I inherited FortiNAC in a broken state. The engineer who set it up was no longer with the company, and from what I gathered, the chaos of that original deployment was a significant reason for their departure. What they left behind was a NAC system that technically functioned but created constant friction: inconsistent enforcement, poor compatibility with Juniper’s commit structure, and a wireless problem nobody could pin down.

That last one took the longest to crack.

For a long time we had intermittent wireless issues across the environment. Devices dropping, connectivity behaving strangely, nothing we could reliably reproduce. Then one day I caught it in the act and pulled a packet capture. The FortiNAC agent on the endpoint was causing the wireless adapter to spam DHCP requests for no apparent reason. The agent was flooding the client’s own connection. It had been doing this, intermittently, for years.

That packet capture was the end of FortiNAC for us.


Why Juniper NAC, and why then

We had already been in conversations with our Juniper account rep about Mist NAC. We were a Juniper shop; the entire access layer was already managed through Juniper Mist switching, so the integration story made sense. The timing aligned. The FortiNAC situation had crossed a line.

What I knew going in: Juniper Mist NAC was still in active development. The GUI wasn’t complete. There were capabilities we needed that weren’t in the product yet. I knew that before we started. The plan from day one was to work directly with Juniper to close the gaps, not to pretend they didn’t exist.

Our account rep arranged an NDA so I could work directly with the Juniper Mist NAC engineering team. Over a few weeks I met with them for about eight hours total. I walked them through what we needed from a production NAC, explained our operational requirements, and worked through the gaps one by one. Some features got added to the product. Others weren’t going to make it into the GUI in time, but the engineers could expose them through the API, which is all I needed.


The PowerShell module

The API documentation at the time was clearly written for internal use. Not hostile, just not built for an outside engineer trying to write production tooling against it. A lot of the work was trial and error: figuring out which endpoints returned what, how responses were structured, what combinations of calls gave me the cleanest data.
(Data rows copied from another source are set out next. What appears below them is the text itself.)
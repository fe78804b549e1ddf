//! Test doubles shared by unit tests.

use actix_web::web;
use async_trait::async_trait;
use futures_util::stream::{self, StreamExt};
use std::sync::atomic::{AtomicBool, AtomicUsize, Ordering};
use std::sync::{Arc, Mutex};
use std::time::{Duration, Instant};
use tokio_util::sync::CancellationToken;

use crate::config::Config;
use crate::db::Database;
use crate::error::GenerationError;
use crate::llm::{ChatMessage, FragmentStream, TextGenerator};
use crate::relay::OpinionRelay;
use crate::AppState;

/// Sets its flag when the owning upstream stream is dropped
struct DropFlag(Arc<AtomicBool>);

impl Drop for DropFlag {
    fn drop(&mut self) {
        self.0.store(true, Ordering::SeqCst);
    }
}

/// Scripted [`TextGenerator`] that records every prompt it receives
pub struct FakeGenerator {
    fragments: Vec<String>,
    failure: Option<String>,
    refuse_status: Option<u16>,
    endless: bool,
    tag_sessions: bool,
    delay: Duration,
    sessions: AtomicUsize,
    released: Arc<AtomicBool>,
    calls: Mutex<Vec<Vec<ChatMessage>>>,
}

impl FakeGenerator {
    /// Emit these deltas, then finish
    pub fn fragments(fragments: &[&str]) -> Self {
        Self {
            fragments: fragments.iter().map(|s| s.to_string()).collect(),
            failure: None,
            refuse_status: None,
            endless: false,
            tag_sessions: false,
            delay: Duration::ZERO,
            sessions: AtomicUsize::new(0),
            released: Arc::new(AtomicBool::new(false)),
            calls: Mutex::new(Vec::new()),
        }
    }

    /// Never finishes on its own
    pub fn endless() -> Self {
        Self {
            endless: true,
            delay: Duration::from_millis(10),
            ..Self::fragments(&[])
        }
    }

    /// Refuse the request with an HTTP status before streaming
    pub fn refusing(status: u16) -> Self {
        Self {
            refuse_status: Some(status),
            ..Self::fragments(&[])
        }
    }

    /// After the scripted deltas, fail the stream
    pub fn then_fail(mut self, msg: &str) -> Self {
        self.failure = Some(msg.to_string());
        self
    }

    /// Prefix every delta with `s{n}:` where n counts sessions from 0
    pub fn tagged_per_session(mut self) -> Self {
        self.tag_sessions = true;
        self
    }

    pub fn with_delay(mut self, delay: Duration) -> Self {
        self.delay = delay;
        self
    }

    /// Prompts received so far, one entry per session
    pub fn calls(&self) -> Vec<Vec<ChatMessage>> {
        self.calls.lock().unwrap().clone()
    }

    /// True once the most recent upstream stream has been dropped
    pub fn upstream_released(&self) -> bool {
        self.released.load(Ordering::SeqCst)
    }
}

#[async_trait]
impl TextGenerator for FakeGenerator {
    fn model(&self) -> &str {
        "fake-model"
    }

    async fn stream_chat(&self, messages: &[ChatMessage]) -> Result<FragmentStream, GenerationError> {
        self.calls.lock().unwrap().push(messages.to_vec());

        if let Some(status) = self.refuse_status {
            return Err(GenerationError::Status {
                status,
                body: "refused by fake".to_string(),
            });
        }

        let session = self.sessions.fetch_add(1, Ordering::SeqCst);
        let mut items: Vec<Result<String, GenerationError>> = self
            .fragments
            .iter()
            .map(|f| {
                if self.tag_sessions && !f.is_empty() {
                    Ok(format!("s{}:{}", session, f))
                } else {
                    Ok(f.clone())
                }
            })
            .collect();
        if let Some(msg) = &self.failure {
            items.push(Err(GenerationError::Body(msg.clone())));
        }

        self.released.store(false, Ordering::SeqCst);
        let flag = DropFlag(Arc::clone(&self.released));
        let delay = self.delay;
        let endless = self.endless;

        let stream = stream::unfold((items.into_iter(), flag, 0usize), move |(mut items, flag, n)| async move {
            if !delay.is_zero() {
                tokio::time::sleep(delay).await;
            }
            if endless {
                return Some((Ok(format!("token{} ", n)), (items, flag, n + 1)));
            }
            items.next().map(|item| (item, (items, flag, n + 1)))
        });

        Ok(stream.boxed())
    }
}

/// Poll `check` until it holds or roughly a second has passed
pub async fn eventually<F: Fn() -> bool>(check: F) -> bool {
    for _ in 0..100 {
        if check() {
            return true;
        }
        tokio::time::sleep(Duration::from_millis(10)).await;
    }
    check()
}

/// Application state over an in-memory store and the given generator
pub fn test_state(generator: FakeGenerator) -> web::Data<AppState> {
    let db = Arc::new(Database::open_in_memory().expect("in-memory database"));
    let relay = OpinionRelay::new(Arc::clone(&db), Arc::new(generator), CancellationToken::new());

    web::Data::new(AppState {
        db,
        relay: Arc::new(relay),
        config: Config::from_lookup(|_| None),
        started_at: Instant::now(),
    })
}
The module I built let my team interact with Juniper NAC without touching the GUI. Device labeling was the foundation; tag an endpoint with the right NAC label and policy assignment follows automatically. Client list management let us update and bulk-import device records. Then there was the MAC-to-location lookup, which ended up being the command everyone reached for first. Give it a MAC address, get back the switch port or wireless AP the device was last seen on. Across 300 access layer switches and all our wireless infrastructure. One command.

The bulk operations were what made the migration possible at the speed we needed. FortiNAC had years of records. Migrating them one at a time through a GUI would have taken days. The module let us pull the FortiNAC dataset, reformat it, and push everything into Juniper NAC at once.


The migration

The environment was about 300 access layer switches across all Crane sites. Because we were already managing the access layer through Juniper Mist, the migration had a real advantage: moving to Juniper NAC was mostly a matter of updating switch templates, not rebuilding configurations from scratch.
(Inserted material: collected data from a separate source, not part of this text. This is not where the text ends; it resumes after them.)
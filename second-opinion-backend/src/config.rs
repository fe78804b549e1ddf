use std::env;
use std::path::PathBuf;
use std::time::Duration;

/// Environment variable names - single source of truth
pub mod env_vars {
    pub const PORT: &str = "PORT";
    pub const BIND_ADDRESS: &str = "BIND_ADDRESS";
    /// SQLite file holding the notes. A leading `file:` (libsql-style URL) is accepted.
    pub const DB_FILE_NAME: &str = "DB_FILE_NAME";
    /// Base URL of an OpenAI-compatible API, without the `/chat/completions` suffix.
    pub const LLM_BASE_URL: &str = "LLM_BASE_URL";
    pub const LLM_API_KEY: &str = "LLM_API_KEY";
    pub const LLM_MODEL: &str = "LLM_MODEL";
    /// Optional upper bound on a whole generation request. Unset = no timeout.
    pub const LLM_TIMEOUT_SECS: &str = "LLM_TIMEOUT_SECS";
}

/// Default values
pub mod defaults {
    pub const PORT: u16 = 8080;
    pub const BIND_ADDRESS: &str = "0.0.0.0";
    pub const DB_FILE_NAME: &str = "local.db";
    pub const LLM_BASE_URL: &str = "http://localhost:11434/v1";
    pub const LLM_API_KEY: &str = "not-needed";
    pub const LLM_MODEL: &str = "deepseek-r1:7b";
}

/// Connection settings for the inference endpoint
#[derive(Clone, Debug)]
pub struct LlmConfig {
    pub base_url: String,
    pub api_key: String,
    pub model: String,
    pub timeout: Option<Duration>,
}

#[derive(Clone, Debug)]
pub struct Config {
    pub port: u16,
    pub bind_address: String,
    pub db_path: PathBuf,
    pub llm: LlmConfig,
}

impl Config {
    pub fn from_env() -> Self {
        Self::from_lookup(|key| env::var(key).ok())
    }

    /// Build the config from an arbitrary key lookup (the process env in production).
    pub fn from_lookup<F>(lookup: F) -> Self
    where
        F: Fn(&str) -> Option<String>,
    {
        let get = |key: &str| lookup(key).filter(|v| !v.trim().is_empty());

        let port = match get(env_vars::PORT) {
            Some(raw) => raw.trim().parse().unwrap_or_else(|_| {
                log::warn!("{} is not a valid port ({:?}), using {}", env_vars::PORT, raw, defaults::PORT);
                defaults::PORT
            }),
            None => defaults::PORT,
        };

        let timeout = get(env_vars::LLM_TIMEOUT_SECS).and_then(|raw| match raw.trim().parse::<u64>() {
            Ok(0) => None,
            Ok(secs) => Some(Duration::from_secs(secs)),
            Err(_) => {
                log::warn!("Ignoring invalid {} value {:?}", env_vars::LLM_TIMEOUT_SECS, raw);
                None
            }
        });

        let db_file = get(env_vars::DB_FILE_NAME).unwrap_or_else(|| defaults::DB_FILE_NAME.to_string());

        Self {
            port,
            bind_address: get(env_vars::BIND_ADDRESS)
                .unwrap_or_else(|| defaults::BIND_ADDRESS.to_string()),
            db_path: db_path_from_setting(&db_file),
            llm: LlmConfig {
                base_url: get(env_vars::LLM_BASE_URL)
                    .unwrap_or_else(|| defaults::LLM_BASE_URL.to_string())
                    .trim_end_matches('/')
                    .to_string(),
                api_key: get(env_vars::LLM_API_KEY).unwrap_or_else(|| defaults::LLM_API_KEY.to_string()),
                model: get(env_vars::LLM_MODEL).unwrap_or_else(|| defaults::LLM_MODEL.to_string()),
                timeout,
            },
        }
    }
}

/// `file:local.db` and `local.db` both name the same file.
fn db_path_from_setting(raw: &str) -> PathBuf {
    let trimmed = raw.trim();
    let path = trimmed.strip_prefix("file:").unwrap_or(trimmed);
    PathBuf::from(path)
}

#[cfg(test)]
mod tests {
    use super::*;
    use std::collections::HashMap;

    fn config_from(pairs: &[(&str, &str)]) -> Config {
        let map: HashMap<String, String> = pairs
            .iter()
            .map(|(k, v)| (k.to_string(), v.to_string()))
            .collect();
        Config::from_lookup(|key| map.get(key).cloned())
    }

    #[test]
    fn test_defaults_when_unset() {
        let config = config_from(&[]);
        assert_eq!(config.port, defaults::PORT);
        assert_eq!(config.bind_address, "0.0.0.0");
        assert_eq!(config.db_path, PathBuf::from("local.db"));
        assert_eq!(config.llm.base_url, "http://localhost:11434/v1");
        assert_eq!(config.llm.api_key, "not-needed");
        assert_eq!(config.llm.model, "deepseek-r1:7b");
        assert!(config.llm.timeout.is_none());
    }

    #[test]
    fn test_overrides_and_file_prefix() {
        let config = config_from(&[
            ("PORT", "3000"),
            ("DB_FILE_NAME", "file:data/notes.db"),
            ("LLM_BASE_URL", "http://gpu-box:8000/v1/"),
            ("LLM_MODEL", "llama3.2"),
            ("LLM_TIMEOUT_SECS", "90"),
        ]);
        assert_eq!(config.port, 3000);
        assert_eq!(config.db_path, PathBuf::from("data/notes.db"));
        assert_eq!(config.llm.base_url, "http://gpu-box:8000/v1");
        assert_eq!(config.llm.model, "llama3.2");
        assert_eq!(config.llm.timeout, Some(Duration::from_secs(90)));
    }

    #[test]
    fn test_invalid_numbers_fall_back() {
        let config = config_from(&[("PORT", "eighty"), ("LLM_TIMEOUT_SECS", "soon"), ("LLM_MODEL", "  ")]);
        assert_eq!(config.port, defaults::PORT);
        assert!(config.llm.timeout.is_none());
        assert_eq!(config.llm.model, defaults::LLM_MODEL);
    }
}
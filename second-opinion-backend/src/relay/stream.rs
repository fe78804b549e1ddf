//! Fragment pump between one generation session and one consumer.
//!
//! A spawned task reads the upstream session and hands each non-empty
//! fragment to the consumer through a one-slot channel, so nothing is
//! buffered beyond the fragment in flight. Dropping the [`OpinionStream`]
//! fires its cancellation token, and the task drops the upstream session.

use futures_util::{Stream, StreamExt};
use std::pin::Pin;
use std::task::{Context, Poll};
use std::time::Duration;
use tokio::sync::mpsc;
use tokio_util::sync::{CancellationToken, DropGuard};

use crate::error::RelayError;
use crate::llm::FragmentStream;

/// How long a still-connected consumer gets to accept the cancellation notice
const CANCEL_NOTICE_TIMEOUT: Duration = Duration::from_secs(1);

/// Ordered, finite, single-use sequence of opinion fragments.
///
/// Ends with `None` after a clean finish, or with one `Err` item after a failure.
pub struct OpinionStream {
    // Field order matters: the receiver closes before the guard cancels the token
    rx: mpsc::Receiver<Result<String, RelayError>>,
    _guard: DropGuard,
}

impl OpinionStream {
    pub(crate) fn spawn(upstream: FragmentStream, token: CancellationToken) -> Self {
        let (tx, rx) = mpsc::channel(1);
        let guard = token.clone().drop_guard();

        tokio::spawn(pump(upstream, tx, token));

        Self { rx, _guard: guard }
    }
}

impl Stream for OpinionStream {
    type Item = Result<String, RelayError>;

    fn poll_next(self: Pin<&mut Self>, cx: &mut Context<'_>) -> Poll<Option<Self::Item>> {
        self.get_mut().rx.poll_recv(cx)
    }
}

async fn pump(
    mut upstream: FragmentStream,
    tx: mpsc::Sender<Result<String, RelayError>>,
    token: CancellationToken,
) {
    let mut forwarded = 0usize;

    loop {
        let next = tokio::select! {
            biased;
            _ = token.cancelled() => return notify_cancelled(&tx, forwarded).await,
            next = upstream.next() => next,
        };

        let item = match next {
            Some(Ok(fragment)) if fragment.is_empty() => continue,
            Some(Ok(fragment)) => {
                log::trace!("[RELAY] fragment {:?}", fragment);
                Ok(fragment)
            }
            Some(Err(e)) => {
                log::warn!("[RELAY] Generation failed after {} fragment(s): {}", forwarded, e);
                Err(RelayError::from(e))
            }
            None => {
                log::info!("[RELAY] Generation complete ({} fragment(s))", forwarded);
                return;
            }
        };
        let terminal = item.is_err();

        tokio::select! {
            biased;
            _ = token.cancelled() => return notify_cancelled(&tx, forwarded).await,
            sent = tx.send(item) => {
                if sent.is_err() {
                    log::info!("[RELAY] Consumer went away after {} fragment(s)", forwarded);
                    return;
                }
            }
        }

        if terminal {
            return;
        }
        forwarded += 1;
    }
}

/// Upstream is dropped by the caller returning. A consumer that is still
/// attached (process shutdown rather than disconnect) gets a `Cancelled` item.
async fn notify_cancelled(tx: &mpsc::Sender<Result<String, RelayError>>, forwarded: usize) {
    if tx.is_closed() {
        log::info!("[RELAY] Consumer disconnected after {} fragment(s), aborting generation", forwarded);
        return;
    }

    log::info!("[RELAY] Generation cancelled after {} fragment(s)", forwarded);
    let _ = tokio::time::timeout(CANCEL_NOTICE_TIMEOUT, tx.send(Err(RelayError::Cancelled))).await;
}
What couldn’t be staged was the 802.1X authentication config on the switches themselves. FortiNAC was on-prem; Juniper NAC is cloud-delivered. A switch config can only point at one RADIUS source at a time. There was no gradual rollout. It was always going to be a hard cutover.

So 90% of the work was preparation. We ran both systems side by side for data purposes: importing all records into Juniper NAC, validating labels, testing policy behavior in the lab, confirming every device class we cared about was accounted for. By the time I got final sign-off to go to production, I had about 80% of the migration plan complete and validated. The cutover itself took about a week.

A handful of endpoints came up with incorrect labels and got corrected once we found them. No user impact. No sites that had to go back to FortiNAC.


The CMMC piece

NAC isn’t an optimization for us, it’s a compliance requirement. Crane is a defense contractor operating under CMMC and NIST. The NAC is the physical enforcement layer: only authorized, authenticated devices get onto the network. It was a core part of the controls that put us at a near-perfect score from our CMMC auditors.

That’s part of why the migration had to be as clean as it was. There was no acceptable degraded-state period. Inheriting a broken NAC in that environment and leaving it broken wasn’t something I could sit on.


Where it stands

The Juniper Mist NAC GUI still doesn’t have everything we need. The PowerShell module is still in active daily use by the whole team. I’ve updated it several times since the original build, mostly to track API changes on Juniper’s side, occasionally because someone on the team thought of something useful to add. At this point it’s just how we work with NAC.

If I could change one thing it would be the timing. I wish we had moved off FortiNAC sooner. That product caused real pain for years, and once we were on Juniper NAC the difference was obvious immediately. No agent issues, no compatibility friction with our switching infrastructure, and when something needed fixing I had a direct line to the engineers building the product.

Vendor roadmaps are statements of intent. Whether you can actually get what you need depends on what you can build with what’s available, and whether you can work with the people on the other side.